_TASK GOAL_. When the string "msgId" appears in a line of the records, show the whole line.

Dataset entries:
+++++

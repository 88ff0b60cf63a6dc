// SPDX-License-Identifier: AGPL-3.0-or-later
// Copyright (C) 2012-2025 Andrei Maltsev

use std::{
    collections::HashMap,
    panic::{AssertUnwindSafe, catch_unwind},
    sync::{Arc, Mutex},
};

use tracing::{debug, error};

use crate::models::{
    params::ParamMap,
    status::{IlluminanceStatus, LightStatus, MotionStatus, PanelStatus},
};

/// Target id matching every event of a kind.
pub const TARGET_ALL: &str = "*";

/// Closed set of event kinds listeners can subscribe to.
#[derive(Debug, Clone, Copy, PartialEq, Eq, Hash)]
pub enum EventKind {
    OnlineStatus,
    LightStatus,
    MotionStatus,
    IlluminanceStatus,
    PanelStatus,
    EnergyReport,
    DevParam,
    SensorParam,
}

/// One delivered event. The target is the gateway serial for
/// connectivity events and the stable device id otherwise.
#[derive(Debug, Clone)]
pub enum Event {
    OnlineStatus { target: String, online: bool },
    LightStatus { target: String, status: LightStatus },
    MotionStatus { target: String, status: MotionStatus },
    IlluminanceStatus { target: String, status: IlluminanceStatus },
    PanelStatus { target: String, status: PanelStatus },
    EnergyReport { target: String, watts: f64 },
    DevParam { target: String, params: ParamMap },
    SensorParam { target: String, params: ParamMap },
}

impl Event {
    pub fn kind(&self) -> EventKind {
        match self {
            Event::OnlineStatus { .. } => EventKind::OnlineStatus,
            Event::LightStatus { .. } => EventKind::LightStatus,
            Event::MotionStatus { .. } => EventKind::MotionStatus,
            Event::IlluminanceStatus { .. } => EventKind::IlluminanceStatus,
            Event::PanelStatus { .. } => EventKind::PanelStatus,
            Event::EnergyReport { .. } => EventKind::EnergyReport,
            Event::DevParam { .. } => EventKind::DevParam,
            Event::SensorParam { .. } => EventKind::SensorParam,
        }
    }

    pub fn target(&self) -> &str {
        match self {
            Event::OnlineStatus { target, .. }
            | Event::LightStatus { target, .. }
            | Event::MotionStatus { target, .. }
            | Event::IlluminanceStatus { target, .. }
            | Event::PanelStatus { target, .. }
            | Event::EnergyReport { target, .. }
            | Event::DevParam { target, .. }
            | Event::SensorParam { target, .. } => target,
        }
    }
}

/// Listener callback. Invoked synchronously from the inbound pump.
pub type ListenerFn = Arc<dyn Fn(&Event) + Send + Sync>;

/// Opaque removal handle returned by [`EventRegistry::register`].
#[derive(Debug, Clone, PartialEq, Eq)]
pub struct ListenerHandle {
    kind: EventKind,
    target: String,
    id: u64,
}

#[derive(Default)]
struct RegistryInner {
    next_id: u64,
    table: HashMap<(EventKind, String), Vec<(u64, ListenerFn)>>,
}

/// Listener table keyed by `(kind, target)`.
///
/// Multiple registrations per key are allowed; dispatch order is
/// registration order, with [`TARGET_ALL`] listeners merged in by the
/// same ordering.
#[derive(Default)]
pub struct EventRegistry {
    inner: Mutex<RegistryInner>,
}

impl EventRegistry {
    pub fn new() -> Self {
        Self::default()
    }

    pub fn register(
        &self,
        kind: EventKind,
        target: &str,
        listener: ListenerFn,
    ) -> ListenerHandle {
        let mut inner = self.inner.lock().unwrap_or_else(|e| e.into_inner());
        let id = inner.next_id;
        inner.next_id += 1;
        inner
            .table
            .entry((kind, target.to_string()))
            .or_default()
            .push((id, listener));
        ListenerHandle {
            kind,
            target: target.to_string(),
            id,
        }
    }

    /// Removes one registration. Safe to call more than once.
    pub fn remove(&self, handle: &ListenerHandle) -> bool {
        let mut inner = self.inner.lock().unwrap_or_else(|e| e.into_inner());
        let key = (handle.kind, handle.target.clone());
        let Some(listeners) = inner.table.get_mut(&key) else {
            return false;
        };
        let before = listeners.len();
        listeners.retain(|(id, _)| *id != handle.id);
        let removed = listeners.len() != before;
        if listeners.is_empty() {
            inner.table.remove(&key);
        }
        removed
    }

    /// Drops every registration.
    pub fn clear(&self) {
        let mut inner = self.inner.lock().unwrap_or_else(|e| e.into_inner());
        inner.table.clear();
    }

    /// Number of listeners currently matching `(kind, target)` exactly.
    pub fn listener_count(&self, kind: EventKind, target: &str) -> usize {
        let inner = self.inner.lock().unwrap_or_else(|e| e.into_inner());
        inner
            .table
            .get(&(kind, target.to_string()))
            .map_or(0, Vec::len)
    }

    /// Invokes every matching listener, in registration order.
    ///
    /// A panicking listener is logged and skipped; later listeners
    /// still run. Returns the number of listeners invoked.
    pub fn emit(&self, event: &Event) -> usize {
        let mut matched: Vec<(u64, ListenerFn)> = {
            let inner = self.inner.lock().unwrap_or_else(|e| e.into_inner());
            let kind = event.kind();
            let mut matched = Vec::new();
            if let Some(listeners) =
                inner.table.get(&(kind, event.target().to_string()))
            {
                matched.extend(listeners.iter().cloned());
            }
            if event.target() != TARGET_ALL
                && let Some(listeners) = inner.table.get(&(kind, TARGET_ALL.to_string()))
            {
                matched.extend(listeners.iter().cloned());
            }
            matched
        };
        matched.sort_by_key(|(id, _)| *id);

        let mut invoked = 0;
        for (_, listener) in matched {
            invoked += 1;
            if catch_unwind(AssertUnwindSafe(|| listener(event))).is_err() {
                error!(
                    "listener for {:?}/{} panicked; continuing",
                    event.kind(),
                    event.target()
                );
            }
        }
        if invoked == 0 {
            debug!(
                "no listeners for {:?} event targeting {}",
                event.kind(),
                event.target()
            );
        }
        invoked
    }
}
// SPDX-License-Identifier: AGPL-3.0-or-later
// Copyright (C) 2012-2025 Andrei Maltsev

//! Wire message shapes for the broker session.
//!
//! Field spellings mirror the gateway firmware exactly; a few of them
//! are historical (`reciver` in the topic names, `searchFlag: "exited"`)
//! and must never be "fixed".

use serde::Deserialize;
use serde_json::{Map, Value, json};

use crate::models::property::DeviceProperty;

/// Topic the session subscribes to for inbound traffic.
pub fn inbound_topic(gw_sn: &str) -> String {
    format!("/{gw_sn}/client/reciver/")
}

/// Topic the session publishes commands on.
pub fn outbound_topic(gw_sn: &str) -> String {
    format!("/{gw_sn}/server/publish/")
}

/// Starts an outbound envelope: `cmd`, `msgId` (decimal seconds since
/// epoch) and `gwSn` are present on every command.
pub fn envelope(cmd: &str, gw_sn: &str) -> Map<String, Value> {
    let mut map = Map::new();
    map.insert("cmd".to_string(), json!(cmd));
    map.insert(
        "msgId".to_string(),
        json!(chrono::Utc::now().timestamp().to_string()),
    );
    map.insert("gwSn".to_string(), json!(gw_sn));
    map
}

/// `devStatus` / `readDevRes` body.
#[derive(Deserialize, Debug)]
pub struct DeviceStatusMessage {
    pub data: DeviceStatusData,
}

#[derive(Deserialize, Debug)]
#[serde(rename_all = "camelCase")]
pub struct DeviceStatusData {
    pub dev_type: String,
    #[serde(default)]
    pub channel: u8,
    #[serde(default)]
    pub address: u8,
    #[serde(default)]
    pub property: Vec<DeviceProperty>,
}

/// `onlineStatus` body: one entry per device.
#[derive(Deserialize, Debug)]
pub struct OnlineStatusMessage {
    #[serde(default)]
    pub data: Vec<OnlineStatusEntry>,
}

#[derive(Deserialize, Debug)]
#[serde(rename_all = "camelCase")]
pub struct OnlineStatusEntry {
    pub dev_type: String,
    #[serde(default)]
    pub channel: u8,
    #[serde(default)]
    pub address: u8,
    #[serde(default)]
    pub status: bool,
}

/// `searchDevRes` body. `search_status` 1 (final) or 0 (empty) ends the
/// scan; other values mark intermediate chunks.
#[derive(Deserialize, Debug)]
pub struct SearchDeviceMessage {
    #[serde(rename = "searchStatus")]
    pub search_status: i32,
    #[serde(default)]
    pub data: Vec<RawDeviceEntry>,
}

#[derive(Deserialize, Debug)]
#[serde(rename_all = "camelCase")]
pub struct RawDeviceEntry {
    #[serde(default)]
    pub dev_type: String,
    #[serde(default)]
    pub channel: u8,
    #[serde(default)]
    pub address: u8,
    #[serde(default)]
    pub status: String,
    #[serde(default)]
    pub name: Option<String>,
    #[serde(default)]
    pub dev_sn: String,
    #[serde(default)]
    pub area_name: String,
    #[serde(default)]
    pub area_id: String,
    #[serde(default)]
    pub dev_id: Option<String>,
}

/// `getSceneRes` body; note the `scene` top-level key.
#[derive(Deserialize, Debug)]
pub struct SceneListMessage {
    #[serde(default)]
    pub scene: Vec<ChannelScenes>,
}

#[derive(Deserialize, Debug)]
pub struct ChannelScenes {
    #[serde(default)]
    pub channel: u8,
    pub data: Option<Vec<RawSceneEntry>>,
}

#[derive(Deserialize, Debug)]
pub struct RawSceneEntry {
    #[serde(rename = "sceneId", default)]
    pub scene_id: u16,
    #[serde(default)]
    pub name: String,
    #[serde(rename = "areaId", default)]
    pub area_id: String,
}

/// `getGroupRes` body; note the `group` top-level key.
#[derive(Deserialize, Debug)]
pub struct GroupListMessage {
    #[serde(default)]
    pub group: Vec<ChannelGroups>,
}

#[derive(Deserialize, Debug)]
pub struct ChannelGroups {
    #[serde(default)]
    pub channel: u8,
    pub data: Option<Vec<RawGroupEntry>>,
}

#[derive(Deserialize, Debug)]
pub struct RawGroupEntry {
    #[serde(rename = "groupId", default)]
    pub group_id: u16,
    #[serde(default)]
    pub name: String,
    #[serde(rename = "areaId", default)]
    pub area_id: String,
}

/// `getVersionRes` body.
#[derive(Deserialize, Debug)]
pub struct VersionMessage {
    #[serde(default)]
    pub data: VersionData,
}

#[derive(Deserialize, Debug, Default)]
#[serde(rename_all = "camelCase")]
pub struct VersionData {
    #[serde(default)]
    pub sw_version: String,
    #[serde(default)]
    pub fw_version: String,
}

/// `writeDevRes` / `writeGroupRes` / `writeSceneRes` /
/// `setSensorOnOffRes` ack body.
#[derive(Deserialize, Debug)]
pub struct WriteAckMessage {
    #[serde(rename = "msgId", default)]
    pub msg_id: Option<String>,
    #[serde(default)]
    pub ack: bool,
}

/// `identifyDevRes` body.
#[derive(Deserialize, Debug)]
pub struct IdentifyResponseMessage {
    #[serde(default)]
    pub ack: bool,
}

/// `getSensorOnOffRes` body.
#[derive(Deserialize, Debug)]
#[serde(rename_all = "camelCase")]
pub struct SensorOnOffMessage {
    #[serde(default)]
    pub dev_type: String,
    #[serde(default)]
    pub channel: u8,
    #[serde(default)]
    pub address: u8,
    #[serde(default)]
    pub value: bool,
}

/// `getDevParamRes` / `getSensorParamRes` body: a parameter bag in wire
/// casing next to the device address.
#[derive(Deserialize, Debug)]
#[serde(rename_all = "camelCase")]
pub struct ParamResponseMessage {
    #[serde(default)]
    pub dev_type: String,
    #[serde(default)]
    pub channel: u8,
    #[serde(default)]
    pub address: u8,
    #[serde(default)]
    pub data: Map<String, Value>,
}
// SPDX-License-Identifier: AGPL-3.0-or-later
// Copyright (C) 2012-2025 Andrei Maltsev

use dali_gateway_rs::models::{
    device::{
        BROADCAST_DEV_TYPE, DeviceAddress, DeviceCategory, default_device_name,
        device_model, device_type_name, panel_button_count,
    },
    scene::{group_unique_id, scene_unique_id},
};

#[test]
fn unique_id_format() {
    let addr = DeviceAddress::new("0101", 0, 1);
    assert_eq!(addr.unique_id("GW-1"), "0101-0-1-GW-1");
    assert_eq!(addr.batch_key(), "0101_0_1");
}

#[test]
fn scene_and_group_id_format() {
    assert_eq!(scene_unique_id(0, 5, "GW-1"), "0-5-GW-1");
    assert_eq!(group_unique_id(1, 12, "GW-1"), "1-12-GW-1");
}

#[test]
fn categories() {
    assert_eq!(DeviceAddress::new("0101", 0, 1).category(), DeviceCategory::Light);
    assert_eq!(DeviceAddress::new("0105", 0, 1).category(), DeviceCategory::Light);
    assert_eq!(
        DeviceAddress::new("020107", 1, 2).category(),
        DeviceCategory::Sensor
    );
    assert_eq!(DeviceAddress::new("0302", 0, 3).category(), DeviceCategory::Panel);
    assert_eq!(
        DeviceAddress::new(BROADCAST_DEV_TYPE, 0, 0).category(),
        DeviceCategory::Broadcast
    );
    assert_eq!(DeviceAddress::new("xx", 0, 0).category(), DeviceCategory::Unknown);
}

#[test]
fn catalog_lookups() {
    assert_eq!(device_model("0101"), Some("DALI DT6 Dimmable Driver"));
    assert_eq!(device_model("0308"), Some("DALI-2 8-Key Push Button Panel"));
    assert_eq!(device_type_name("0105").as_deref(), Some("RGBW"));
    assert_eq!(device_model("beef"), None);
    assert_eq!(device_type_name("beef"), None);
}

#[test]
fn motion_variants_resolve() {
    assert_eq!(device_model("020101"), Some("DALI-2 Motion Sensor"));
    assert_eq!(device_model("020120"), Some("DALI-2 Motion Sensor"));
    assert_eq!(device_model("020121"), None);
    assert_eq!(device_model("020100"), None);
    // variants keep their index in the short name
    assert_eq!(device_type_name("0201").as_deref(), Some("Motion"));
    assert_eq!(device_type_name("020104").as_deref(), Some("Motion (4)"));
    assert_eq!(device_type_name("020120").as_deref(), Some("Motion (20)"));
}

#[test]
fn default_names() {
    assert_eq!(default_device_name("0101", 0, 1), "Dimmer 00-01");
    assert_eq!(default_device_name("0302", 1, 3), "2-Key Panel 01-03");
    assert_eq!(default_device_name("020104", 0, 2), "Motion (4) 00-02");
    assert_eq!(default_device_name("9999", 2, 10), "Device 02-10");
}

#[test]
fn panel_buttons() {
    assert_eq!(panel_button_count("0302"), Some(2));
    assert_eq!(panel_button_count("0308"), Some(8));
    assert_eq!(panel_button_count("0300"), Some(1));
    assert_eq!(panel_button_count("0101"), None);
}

+++++

_TASK OUTPUT_.
/// Starts an outbound envelope: `cmd`, `msgId` (decimal seconds since
        "msgId".to_string(),
    #[serde(rename = "msgId", default)]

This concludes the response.